(no title)
aseg | 3 years ago
Here are two hand-wavy arguments that may not be 100% correct:
* Structured Bias: A symbolic regression term allows you -- the scientist -- to control exactly what sort of expressions you expect to see. If I'm looking at data coming from a spring, I expect to see a lot of dampened sinusoids and little quantum physics. SR gives you control over the "programming language" while parametric regression will only allow you to change the number of parameters (not useful in this context).
* Generality: A regression term guarantees the best fit parametric equation as long as you have a comprehensive sample of your data range. A symbolic expression (most of the time) extrapolates beyond the provided data range. In fact, this is one of the constraints in the main proof in the paper (f* should generalize)! Basically: If I only have data for sin(x) from 0 to \pi, PR will find the best fit but there is no guarantee that the best fit will also work in the range \pi to 2\pi.

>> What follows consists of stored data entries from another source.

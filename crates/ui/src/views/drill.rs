use dioxus::prelude::*;

use crate::context::AppContext;
use crate::views::{ViewError, ViewState, view_state_from_resource};
use crate::vm::{DrillVm, FeedbackVm, start_drill};

/// Signals behind one drill view.
#[derive(Clone, Copy)]
pub(crate) struct DrillState {
    resource: Resource<Result<(), ViewError>>,
    vm: Signal<Option<DrillVm>>,
    /// Input is ignored while a submission is being scored.
    busy: Signal<bool>,
    /// The next word's translation is being looked up.
    fetching: Signal<bool>,
    failure: Signal<Option<ViewError>>,
}

pub(crate) fn use_drill_state() -> DrillState {
    let ctx = use_context::<AppContext>();
    let vm = use_signal(|| None::<DrillVm>);
    let busy = use_signal(|| false);
    let fetching = use_signal(|| false);
    let failure = use_signal(|| None::<ViewError>);

    let service_for_resource = ctx.drill_service();
    let resource = use_resource(move || {
        let service = service_for_resource.clone();
        let mut vm = vm;
        async move {
            let started = start_drill(&service).await?;
            vm.set(Some(started));
            Ok::<_, ViewError>(())
        }
    });

    DrillState {
        resource,
        vm,
        busy,
        fetching,
        failure,
    }
}

pub(crate) fn use_drill_submit(state: DrillState) -> Callback<String> {
    let ctx = use_context::<AppContext>();
    use_callback(move |line: String| {
        let DrillState {
            mut vm,
            mut busy,
            mut fetching,
            mut failure,
            ..
        } = state;
        if busy() || failure().is_some() {
            return;
        }
        let current = vm.read().clone();
        let Some(mut local) = current else {
            return;
        };
        if local.is_finished() {
            return;
        }

        busy.set(true);
        fetching.set(local.fetches_next_word(&line));
        let ctx = ctx.clone();
        spawn(async move {
            let service = ctx.drill_service();
            let result = local.submit(&service, &line).await;
            vm.set(Some(local));
            busy.set(false);
            fetching.set(false);
            match result {
                Ok(Some(practiced)) => ctx.finish(practiced),
                Ok(None) => {}
                Err(err) => failure.set(Some(err)),
            }
        });
    })
}

#[component]
pub fn DrillView() -> Element {
    let state = use_drill_state();
    let submit = use_drill_submit(state);
    render_drill(state, submit)
}

pub(crate) fn render_drill(state: DrillState, submit: Callback<String>) -> Element {
    let view = view_state_from_resource(state.resource);
    let failure = *state.failure.read();
    let loading_next = *state.fetching.read();
    let panel = state.vm.read().as_ref().map(|vm| {
        let question = if loading_next {
            "Loading...".to_string()
        } else {
            vm.question()
        };
        (question, vm.feedback().clone(), vm.is_finished())
    });

    rsx! {
        div { class: "drill",
            match (view, failure) {
                (_, Some(err)) | (ViewState::Error(err), None) => rsx! {
                    p { class: "drill-error", "{err.message()}" }
                },
                (ViewState::Idle, None) => rsx! {
                    p { class: "drill-question", "Idle" }
                },
                (ViewState::Loading, None) => rsx! {
                    p { class: "drill-question", "Loading..." }
                },
                (ViewState::Ready(()), None) => {
                    match panel {
                        Some((question, feedback, finished)) => rsx! {
                            DrillPanel {
                                question,
                                feedback,
                                disabled: finished,
                                on_submit: move |line: String| submit.call(line),
                            }
                        },
                        None => rsx! {
                            p { class: "drill-question", "Loading..." }
                        },
                    }
                }
            }
        }
    }
}

#[component]
fn DrillPanel(
    question: String,
    feedback: FeedbackVm,
    disabled: bool,
    on_submit: EventHandler<String>,
) -> Element {
    let mut entry = use_signal(String::new);

    rsx! {
        p { class: "drill-question", "{question}" }
        p { class: feedback.tone.css_class(), "{feedback.text}" }
        input {
            class: "drill-input",
            r#type: "text",
            autofocus: true,
            value: "{entry}",
            disabled: disabled,
            oninput: move |evt| entry.set(evt.value()),
            onkeydown: move |evt| {
                if evt.data.key() == Key::Enter {
                    evt.prevent_default();
                    let line = entry();
                    entry.set(String::new());
                    on_submit.call(line);
                }
            },
        }
    }
}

I want to stress that these aren't established facts and each of these pros actually introduces a lot of cons in the process (what if you introduce incorrect structured bias / what if the "general/simple" solution is actually a little imprecise... Like Newton's laws vs Einstein's theory)! This just means that there is plenty of exciting work to be done!
danuker|3 years ago
I suspect you mean "the value of parameters" here.
rocqua|3 years ago
Most Neural networks have other hyper-paramters, but the ones in SR are probably quite interpretable and intuitive.